Ha llegado la primavera y después del reposo invernal la vid comienza a despertar de su letargo, en el que se exhibe con un desnudo tronco recio, exento de los largos sarmientos y zarcillos secos y retorcidos que fueron podados una vez que cayeron sus rojas hojas otoñales.

Con la subida de las temperaturas que llegan a alcanzar unos 15ºC, aproximadamente, las raíces absorben la humedad y los nutrientes de la tierra. Entonces, la savia se pone en movimiento recorriendo el tronco y los brazos hasta llegar a los pulgares. El líquido fluye por los cortes de la poda y gotea, lo que se llama “lloro”.

Este “llanto de la viña” suele producirse entre los meses de marzo – abril y puede durar 7 o 10 días desde que el suelo adquiere la temperatura necesaria para reactivar un nuevo ciclo. A partir de este momento, la planta empezará a brotar y sus yemas a multiplicarse, dando paso a las primeras hojas verdes en los meses de abril y mayo.

Las hojas son parte esencial de la vid.
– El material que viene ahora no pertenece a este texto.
use std::fmt;
use std::path::Path;
use std::time::Duration;

use envconfig::Envconfig;
use serde::{Deserialize, Serialize};

#[derive(thiserror::Error, Debug)]
pub enum ConfigError {
    #[error("failed to read test case file {path}: {source}")]
    Read {
        path: String,
        source: std::io::Error,
    },

    #[error("failed to parse test case file: {0}")]
    Parse(#[from] serde_yaml::Error),

    #[error("test case file contains no test cases")]
    Empty,

    #[error("invalid namespace {0:?}: must be a DNS-1123 subdomain")]
    InvalidNamespace(String),
}

/// Runner-level settings, all sourced from the environment.
/// Test cases themselves arrive separately, see [`load_test_cases`].
#[derive(Envconfig, Clone, Debug)]
pub struct RunnerConfig {
    #[envconfig(from = "INGRESS_BENCH_NAMESPACE", default = "ingress-bench")]
    pub namespace: String,

    /// Run identifier shared by every test case and result document.
    /// Generated when absent.
    #[envconfig(from = "INGRESS_BENCH_UUID")]
    pub uuid: Option<String>,

    #[envconfig(from = "INGRESS_BENCH_CONFIG", default = "config.yml")]
    pub test_case_path: String,

    #[envconfig(from = "INGRESS_BENCH_CLEANUP", default = "true")]
    pub cleanup: bool,

    #[envconfig(from = "INGRESS_BENCH_POD_METRICS", default = "false")]
    pub pod_metrics: bool,

    /// Remote indexing endpoint. When set, results stream per test case.
    #[envconfig(from = "INGRESS_BENCH_ES_SERVER")]
    pub es_server: Option<String>,

    #[envconfig(from = "INGRESS_BENCH_ES_INDEX", default = "ingress-bench")]
    pub es_index: String,

    /// Local results directory. When set (and no remote endpoint), results
    /// are written once per run, keyed by the run identifier.
    #[envconfig(from = "INGRESS_BENCH_RESULTS_DIR")]
    pub results_dir: Option<String>,

    #[envconfig(from = "INGRESS_BENCH_READY_TIMEOUT_SECS", default = "60")]
    pub ready_timeout_secs: u64,

    #[envconfig(from = "INGRESS_BENCH_CLEANUP_TIMEOUT_SECS", default = "600")]
    pub cleanup_timeout_secs: u64,
}

impl RunnerConfig {
    pub fn validate(&self) -> Result<(), ConfigError> {
        if !is_dns1123_subdomain(&self.namespace) {
            return Err(ConfigError::InvalidNamespace(self.namespace.clone()));
        }
        Ok(())
    }

    pub fn run_uuid(&self) -> String {
        self.uuid
            .clone()
            .filter(|u| !u.is_empty())
            .unwrap_or_else(|| uuid::Uuid::new_v4().to_string())
    }

    pub fn ready_timeout(&self) -> Duration {
        Duration::from_secs(self.ready_timeout_secs)
    }

    pub fn cleanup_timeout(&self) -> Duration {
        Duration::from_secs(self.cleanup_timeout_secs)
    }
}

/// One benchmark run's parameters. Produced by the config loader and
/// consumed read-only; the run identifier is stamped by the sequencer.
#[derive(Clone, Debug, PartialEq, Deserialize, Serialize)]
pub struct TestCaseConfig {
    #[serde(default)]
    pub uuid: String,

    pub tool: String,

    pub termination: Termination,

    #[serde(rename = "serverReplicas")]
    pub server_replicas: i32,

    /// Client concurrency, mapped 1:1 to client deployment replicas.
    pub concurrency: i32,

    pub procs: i32,

    pub connections: i32,

    #[serde(default = "default_samples")]
    pub samples: u32,

    #[serde(with = "humantime_serde")]
    pub duration: Duration,

    /// Settle delay between samples.
    #[serde(default, with = "humantime_serde")]
    pub delay: Duration,

    #[serde(
        rename = "requestTimeout",
        default = "default_request_timeout",
        with = "humantime_serde"
    )]
    pub request_timeout: Duration,

    #[serde(default)]
    pub tuning: Option<String>,

    #[serde(default)]
    pub warmup: bool,
}

fn default_samples() -> u32 {
    1
}

fn default_request_timeout() -> Duration {
    Duration::from_secs(1)
}

/// Route termination variant of a test case. Each variant maps to its own
/// pre-created route and backend port.
#[derive(Clone, Copy, Debug, PartialEq, Eq, Deserialize, Serialize)]
#[serde(rename_all = "lowercase")]
pub enum Termination {
    Http,
    Edge,
    Passthrough,
    Reencrypt,
}

impl Termination {
    pub const ALL: [Termination; 4] = [
        Termination::Http,
        Termination::Edge,
        Termination::Passthrough,
        Termination::Reencrypt,
    ];

    pub fn as_str(&self) -> &'static str {
        match self {
            Termination::Http => "http",
            Termination::Edge => "edge",
            Termination::Passthrough => "passthrough",
            Termination::Reencrypt => "reencrypt",
        }
    }

    pub fn scheme(&self) -> &'static str {
        match self {
            Termination::Http => "http",
            _ => "https",
        }
    }

    /// Backend service port the route targets. Plaintext terminations hit
    /// the clear-text listener, TLS ones the TLS listener.
    pub fn target_port(&self) -> i32 {
        match self {
            Termination::Http | Termination::Edge => 8080,
            Termination::Passthrough | Termination::Reencrypt => 8443,
        }
    }
}

impl fmt::Display for Termination {
    fn fmt(&self, f: &mut fmt::Formatter<'_>) -> fmt::Result {
        f.write_str(self.as_str())
    }
}

/// Load the ordered test case sequence from a YAML file.
pub fn load_test_cases(path: impl AsRef<Path>) -> Result<Vec<TestCaseConfig>, ConfigError> {
    let path = path.as_ref();
    let raw = std::fs::read_to_string(path).map_err(|source| ConfigError::Read {
        path: path.display().to_string(),
        source,
    })?;
    let cases: Vec<TestCaseConfig> = serde_yaml::from_str(&raw)?;
    if cases.is_empty() {
        return Err(ConfigError::Empty);
    }
    Ok(cases)
}

/// RFC 1123 subdomain check, as the API server enforces on namespace names.
pub fn is_dns1123_subdomain(name: &str) -> bool {
    if name.is_empty() || name.len() > 253 {
        return false;
    }
    name.split('.').all(|label| {
        !label.is_empty()
            && label.len() <= 63
            && label.bytes().next().is_some_and(|b| b.is_ascii_alphanumeric())
            && label.bytes().last().is_some_and(|b| b.is_ascii_alphanumeric())
            && label
                .bytes()
                .all(|b| b.is_ascii_lowercase() || b.is_ascii_digit() || b == b'-')
    })
}
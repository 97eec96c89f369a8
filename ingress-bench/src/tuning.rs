//! Ingress controller tuning between test cases.

use async_trait::async_trait;
use kube::api::{Api, Patch, PatchParams};
use kube::core::{DynamicObject, GroupVersionKind};
use kube::discovery::ApiResource;
use kube::Client;
use tracing::info;

const INGRESS_OPERATOR_NS: &str = "openshift-ingress-operator";
const DEFAULT_INGRESS_CONTROLLER: &str = "default";

#[derive(thiserror::Error, Debug)]
pub enum TuningError {
    #[error("invalid tuning profile: {0}")]
    Parse(#[from] serde_yaml::Error),

    #[error("failed to patch ingress controller: {0}")]
    Api(#[from] kube::Error),
}

/// Applies a named tuning profile to the ingress layer. The sequencer calls
/// this at most once per distinct profile value it encounters.
#[async_trait]
pub trait TuningApplier: Send + Sync {
    async fn apply(&self, profile: &str) -> Result<(), TuningError>;
}

fn ingress_controller_resource() -> ApiResource {
    ApiResource::from_gvk(&GroupVersionKind::gvk(
        "operator.openshift.io",
        "v1",
        "IngressController",
    ))
}

/// Merge-patches the default IngressController with the profile, an inline
/// YAML document holding the spec fragment to overlay.
pub struct IngressTuner {
    client: Client,
}

impl IngressTuner {
    pub fn new(client: Client) -> Self {
        Self { client }
    }
}

#[async_trait]
impl TuningApplier for IngressTuner {
    async fn apply(&self, profile: &str) -> Result<(), TuningError> {
        let patch: serde_json::Value = serde_yaml::from_str(profile)?;
        let api: Api<DynamicObject> = Api::namespaced_with(
            self.client.clone(),
            INGRESS_OPERATOR_NS,
            &ingress_controller_resource(),
        );
        api.patch(
            DEFAULT_INGRESS_CONTROLLER,
            &PatchParams::default(),
            &Patch::Merge(&patch),
        )
        .await?;
        info!(%profile, "applied ingress controller tuning");
        Ok(())
    }
}
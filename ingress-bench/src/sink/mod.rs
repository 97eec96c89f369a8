use async_trait::async_trait;
use serde::Serialize;
use serde_json::Value;
use tracing::{error, info};

mod local;
mod opensearch;

pub use local::LocalIndexer;
pub use opensearch::OpenSearchIndexer;

#[derive(thiserror::Error, Debug)]
pub enum SinkError {
    #[error("http error: {0}")]
    Http(#[from] reqwest::Error),

    #[error("indexing endpoint returned {status}: {body}")]
    Endpoint { status: u16, body: String },

    #[error("io error: {0}")]
    Io(#[from] std::io::Error),

    #[error("serialization error: {0}")]
    Serialize(#[from] serde_json::Error),
}

#[derive(Clone, Debug, Default)]
pub struct IndexingOpts {
    /// Label for a whole-run flush; local storage keys its output by it.
    pub batch_label: Option<String>,
}

/// The shared flush primitive. Returns a human-readable status message,
/// surfaced as an informational log line on success.
#[async_trait]
pub trait Indexer: Send + Sync {
    async fn index(&self, documents: &[Value], opts: &IndexingOpts) -> Result<String, SinkError>;
}

/// Where results go and when. Cadence is a property of the variant:
/// a streaming sink flushes after every accepted test case, a batch sink
/// flushes exactly once per run, labelled with the run identifier.
pub enum ResultSink {
    Streaming { indexer: Box<dyn Indexer> },
    Batch { indexer: Box<dyn Indexer>, buffer: Vec<Value> },
}

impl ResultSink {
    pub fn streaming(indexer: impl Indexer + 'static) -> Self {
        ResultSink::Streaming {
            indexer: Box::new(indexer),
        }
    }

    pub fn batch(indexer: impl Indexer + 'static) -> Self {
        ResultSink::Batch {
            indexer: Box::new(indexer),
            buffer: Vec::new(),
        }
    }

    /// Take one test case's results. Flush failures are logged and swallowed:
    /// losing telemetry must not abort a run that executed correctly.
    pub async fn accept<T: Serialize>(&mut self, results: &[T]) {
        let docs: Vec<Value> = match results.iter().map(serde_json::to_value).collect() {
            Ok(docs) => docs,
            Err(e) => {
                error!("failed to serialize results: {e}");
                return;
            }
        };
        match self {
            ResultSink::Streaming { indexer } => {
                flush(indexer.as_ref(), &docs, &IndexingOpts::default()).await;
            }
            ResultSink::Batch { buffer, .. } => buffer.extend(docs),
        }
    }

    /// End-of-run flush. A streaming sink has nothing left to do; a batch
    /// sink writes everything it accumulated, tagged with the run identifier.
    pub async fn finish(&mut self, run_uuid: &str) {
        if let ResultSink::Batch { indexer, buffer } = self {
            let opts = IndexingOpts {
                batch_label: Some(run_uuid.to_string()),
            };
            let docs = std::mem::take(buffer);
            flush(indexer.as_ref(), &docs, &opts).await;
        }
    }
}

async fn flush(indexer: &dyn Indexer, docs: &[Value], opts: &IndexingOpts) {
    match indexer.index(docs, opts).await {
        Ok(msg) => info!("{msg}"),
        Err(e) => error!("indexing error: {e}"),
    }
}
Realizan las funciones vitales de la planta: transpiración, respiración y fotosíntesis. Además, en mayo los viticultores aprovechan para dejar únicamente los brotes necesarios tras la poda y eliminan los que han salido en brazos y tronco de la cepa para evitar el exceso de vegetación y uva.

En el último mes de primavera, se gestan los embriones de las flores que empiezan a crecer siempre y cuando el clima las acompañe, ya que el sol es un elemento vital para la vid. Es está etapa de floración la que marca la magnitud de la cosecha y pone fecha al comienzo de la vendimia.